A truculência do governo militar provocou a substituição dos protagonistas da promiscuidade. Ao invés de sindicalistas ligados à denominada esquerda progressista, o que se observou foi a brusca ascensão de elementos das oposições na chefia de sindicatos, federações e confederações, em íntima colaboração com o Ministério do Trabalho, que lhes garantia sucessivas reeleições e os alimentava com o Imposto Sindical.
Em 1946 e 1988 perderam-se duas excelentes oportunidades de moralização do movimento sindical. O art. 8º (da Constituição de 88), o pior texto da história na matéria, afastou o poder de intervenção direta do Estado, mas conservou o sistema confederativo, a divisão de empregadores e empregados em categorias, o monopólio de representação, a Contribuição Sindical obrigatória para não associados, o registro no Ministério do Trabalho.
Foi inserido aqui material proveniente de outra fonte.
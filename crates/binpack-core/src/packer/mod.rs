use crate::decoder::decode;
use crate::model::{build_model, Model};
use crate::problem::PackingProblem;
use crate::solver::{MilpSolver, SolverOutput};
use crate::types::*;
use std::collections::BTreeMap;
use tracing::{info, warn};

#[cfg(test)]
mod tests;

/// Packs rectangular items into bins by building and solving a MILP.
pub struct Packer {
    problem: PackingProblem,
    solver: SolverConfig,
}

impl Packer {
    /// Validates requests and builds a new packer instance.
    pub fn new(request: PackingRequest) -> Result<Self> {
        let problem = PackingProblem::new(&request.items, &request.bin_types, &request.costs)?;
        Self::from_problem(problem, request.solver)
    }

    pub fn from_problem(problem: PackingProblem, solver: SolverConfig) -> Result<Self> {
        if !solver.time_limit.is_finite() || solver.time_limit <= 0.0 {
            return Err(PackingError::InvalidInput(format!(
                "time_limit must be a positive number of seconds, got {}",
                solver.time_limit
            )));
        }

        if !solver.mip_gap.is_finite() || solver.mip_gap < 0.0 {
            return Err(PackingError::InvalidInput(format!(
                "mip_gap must be non-negative, got {}",
                solver.mip_gap
            )));
        }

        Ok(Self { problem, solver })
    }

    pub fn problem(&self) -> &PackingProblem {
        &self.problem
    }

    pub fn solver_config(&self) -> &SolverConfig {
        &self.solver
    }

    pub fn build_model(&self) -> Model {
        build_model(&self.problem)
    }

    /// Solves with the backend named in the solver configuration.
    pub fn pack(&self) -> Result<PackingResult> {
        if self.problem.items.is_empty() {
            return Ok(PackingResult::empty());
        }
        let solver = self.solver.backend.instance()?;
        self.pack_with(solver.as_ref())
    }

    /// Executes the full flow against an explicit backend: build, solve, decode.
    pub fn pack_with(&self, solver: &dyn MilpSolver) -> Result<PackingResult> {
        if self.problem.items.is_empty() {
            return Ok(PackingResult::empty());
        }

        if let Some(i) = self.problem.unplaceable_item() {
            let item = &self.problem.items[i];
            warn!(
                item = i,
                width = item.width,
                height = item.height,
                "Item fits no bin type in any permitted orientation"
            );
            return Err(PackingError::Infeasible);
        }

        let model = self.build_model();
        info!(
            backend = solver.name(),
            items = self.problem.num_items(),
            bin_types = self.problem.num_bin_types(),
            variables = model.num_variables(),
            constraints = model.constraints().len(),
            "Solving packing model"
        );

        let output = solver.solve(&model, &self.solver);
        interpret(&model, output)
    }
}

/// Maps a backend outcome onto a packing result or the matching error.
pub fn interpret(model: &Model, output: SolverOutput) -> Result<PackingResult> {
    let status = match output.status {
        SolutionStatus::Optimal => SolutionStatus::Optimal,
        SolutionStatus::Feasible | SolutionStatus::Timeout if output.values.is_some() => {
            SolutionStatus::Feasible
        }
        SolutionStatus::Feasible | SolutionStatus::Timeout => {
            return Err(PackingError::TimeLimitExceeded)
        }
        SolutionStatus::Infeasible => return Err(PackingError::Infeasible),
        SolutionStatus::Error => return Err(PackingError::Solver(output.message)),
    };

    let values = output.values.ok_or_else(|| {
        PackingError::MalformedSolution("solver reported success without values".to_string())
    })?;
    let decoded = decode(model, &values)?;
    let objective = output.objective.unwrap_or_else(|| model.evaluate(&values));

    let mut bins_required = BTreeMap::new();
    for bin in &decoded.bins {
        *bins_required.entry(bin.bin_type_id.clone()).or_insert(0) += 1;
    }

    if status == SolutionStatus::Feasible {
        warn!(
            bins = decoded.bins.len(),
            total_cost = decoded.total_cost,
            "Returning a packing that may be suboptimal"
        );
    } else {
        info!(
            bins = decoded.bins.len(),
            total_cost = decoded.total_cost,
            objective,
            "Packing solved to optimality"
        );
    }

    Ok(PackingResult {
        bins: decoded.bins,
        total_cost: decoded.total_cost,
        objective,
        status,
        bins_required,
    })
}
Governo e sindicatos cultivam relações bastardas. O primeiro, porque lhe dão tranquilidade, capacidade de controle e apoio eleitoral. Quanto aos segundos, tiram o máximo proveito da promiscuidade: recebem polpudas ajudas em dinheiro público, gozam de prestígio político, interferem na escolha de ministros, têm livre acesso a palácios e ministérios. Ser dirigente sindical próximo do governo é a melhor posição que alguém pode almejar, por trazer vantagens sem gerar preocupações.
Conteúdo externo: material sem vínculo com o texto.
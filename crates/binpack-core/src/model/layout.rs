use super::VarId;

/// Position of every variable family in the flat variable vector.
///
/// Families are laid out in declaration order:
/// `l`, `b` (n x n), `f` (n x slots), `z`, `x`, `y`, `r`, `lw`, `lh`,
/// then `mlw`, `mlh`, `maxlw`, `maxlh` when the global leftover term is enabled.
#[derive(Debug, Clone, Copy, PartialEq, Eq)]
pub struct VarLayout {
    items: usize,
    slots: usize,
    global_leftover: bool,
}

impl VarLayout {
    pub fn new(items: usize, slots: usize, global_leftover: bool) -> Self {
        Self {
            items,
            slots,
            global_leftover,
        }
    }

    pub fn num_items(&self) -> usize {
        self.items
    }

    pub fn num_slots(&self) -> usize {
        self.slots
    }

    pub fn has_global_leftover(&self) -> bool {
        self.global_leftover
    }

    pub fn len(&self) -> usize {
        let base = 2 * self.items * self.items
            + self.items * self.slots
            + self.slots
            + 3 * self.items
            + 2 * self.slots;
        if self.global_leftover {
            base + 2 * self.slots + 2
        } else {
            base
        }
    }

    pub fn is_empty(&self) -> bool {
        self.len() == 0
    }

    fn l_base(&self) -> usize {
        0
    }

    fn b_base(&self) -> usize {
        self.items * self.items
    }

    fn f_base(&self) -> usize {
        2 * self.items * self.items
    }

    fn z_base(&self) -> usize {
        self.f_base() + self.items * self.slots
    }

    fn x_base(&self) -> usize {
        self.z_base() + self.slots
    }

    fn y_base(&self) -> usize {
        self.x_base() + self.items
    }

    fn r_base(&self) -> usize {
        self.y_base() + self.items
    }

    fn lw_base(&self) -> usize {
        self.r_base() + self.items
    }

    fn lh_base(&self) -> usize {
        self.lw_base() + self.slots
    }

    fn mlw_base(&self) -> usize {
        self.lh_base() + self.slots
    }

    fn mlh_base(&self) -> usize {
        self.mlw_base() + self.slots
    }

    /// Item `i` lies left of item `j`
    pub fn l(&self, i: usize, j: usize) -> VarId {
        debug_assert!(i < self.items && j < self.items);
        VarId(self.l_base() + i * self.items + j)
    }

    /// Item `i` lies below item `j`
    pub fn b(&self, i: usize, j: usize) -> VarId {
        debug_assert!(i < self.items && j < self.items);
        VarId(self.b_base() + i * self.items + j)
    }

    /// Item `i` occupies slot `k`
    pub fn f(&self, i: usize, k: usize) -> VarId {
        debug_assert!(i < self.items && k < self.slots);
        VarId(self.f_base() + i * self.slots + k)
    }

    /// Slot `k` is used
    pub fn z(&self, k: usize) -> VarId {
        debug_assert!(k < self.slots);
        VarId(self.z_base() + k)
    }

    pub fn x(&self, i: usize) -> VarId {
        debug_assert!(i < self.items);
        VarId(self.x_base() + i)
    }

    pub fn y(&self, i: usize) -> VarId {
        debug_assert!(i < self.items);
        VarId(self.y_base() + i)
    }

    /// Item `i` is rotated by 90 degrees
    pub fn r(&self, i: usize) -> VarId {
        debug_assert!(i < self.items);
        VarId(self.r_base() + i)
    }

    /// Leftover width of slot `k`
    pub fn lw(&self, k: usize) -> VarId {
        debug_assert!(k < self.slots);
        VarId(self.lw_base() + k)
    }

    /// Leftover height of slot `k`
    pub fn lh(&self, k: usize) -> VarId {
        debug_assert!(k < self.slots);
        VarId(self.lh_base() + k)
    }

    /// Slot `k` realises the largest leftover width
    pub fn mlw(&self, k: usize) -> Option<VarId> {
        debug_assert!(k < self.slots);
        self.global_leftover.then(|| VarId(self.mlw_base() + k))
    }

    /// Slot `k` realises the largest leftover height
    pub fn mlh(&self, k: usize) -> Option<VarId> {
        debug_assert!(k < self.slots);
        self.global_leftover.then(|| VarId(self.mlh_base() + k))
    }

    pub fn maxlw(&self) -> Option<VarId> {
        self.global_leftover
            .then(|| VarId(self.mlh_base() + self.slots))
    }

    pub fn maxlh(&self) -> Option<VarId> {
        self.global_leftover
            .then(|| VarId(self.mlh_base() + self.slots + 1))
    }
}

#[cfg(test)]
mod tests {
    use super::*;

    #[test]
    fn test_families_are_dense_and_disjoint() {
        let layout = VarLayout::new(3, 6, true);
        let mut ids = Vec::new();
        for i in 0..3 {
            for j in 0..3 {
                ids.push(layout.l(i, j));
                ids.push(layout.b(i, j));
            }
            for k in 0..6 {
                ids.push(layout.f(i, k));
            }
            ids.push(layout.x(i));
            ids.push(layout.y(i));
            ids.push(layout.r(i));
        }
        for k in 0..6 {
            ids.push(layout.z(k));
            ids.push(layout.lw(k));
            ids.push(layout.lh(k));
            ids.push(layout.mlw(k).unwrap());
            ids.push(layout.mlh(k).unwrap());
        }
        ids.push(layout.maxlw().unwrap());
        ids.push(layout.maxlh().unwrap());

        ids.sort();
        let expected: Vec<VarId> = (0..layout.len()).map(VarId).collect();
        assert_eq!(ids, expected);
    }

    #[test]
    fn test_global_family_absent_when_disabled() {
        let layout = VarLayout::new(2, 2, false);
        assert!(layout.mlw(0).is_none());
        assert!(layout.maxlh().is_none());
        assert_eq!(layout.len(), 8 + 4 + 2 + 6 + 4);
    }
}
A presidente Dilma Rousseff havia adotado postura austera e firme diante das centrais. Buscou, aparentemente, fazer com que entendessem haver larga distância entre interesses pessoais de dirigentes, ávidos de dinheiro ou de ascensão política, e relevantes projetos nacionais, como tornar a economia competitiva no mundo globalizado, começando pela reforma dos portos e aeroportos.
Aconselhada pelo ex-presidente Lula, deu um passo atrás e as reconduziu a lugar de honra no Planalto. O primeiro fruto da reaproximação consiste na atitude da Força Sindical, autora de manifestações contra a privatização de terminais portuários prevista na Medida Provisória 595, em tramitação no Poder Legislativo.
S.Exa. poderia dedicar algumas horas à história do trabalhismo janguista, e certamente concluirá que relações incestuosas, com o peleguismo, jamais trarão resultados benéficos ao País.
Almir Pazzianotto Pinto é advogado; foi Ministro do Trabalho e presidente do TST.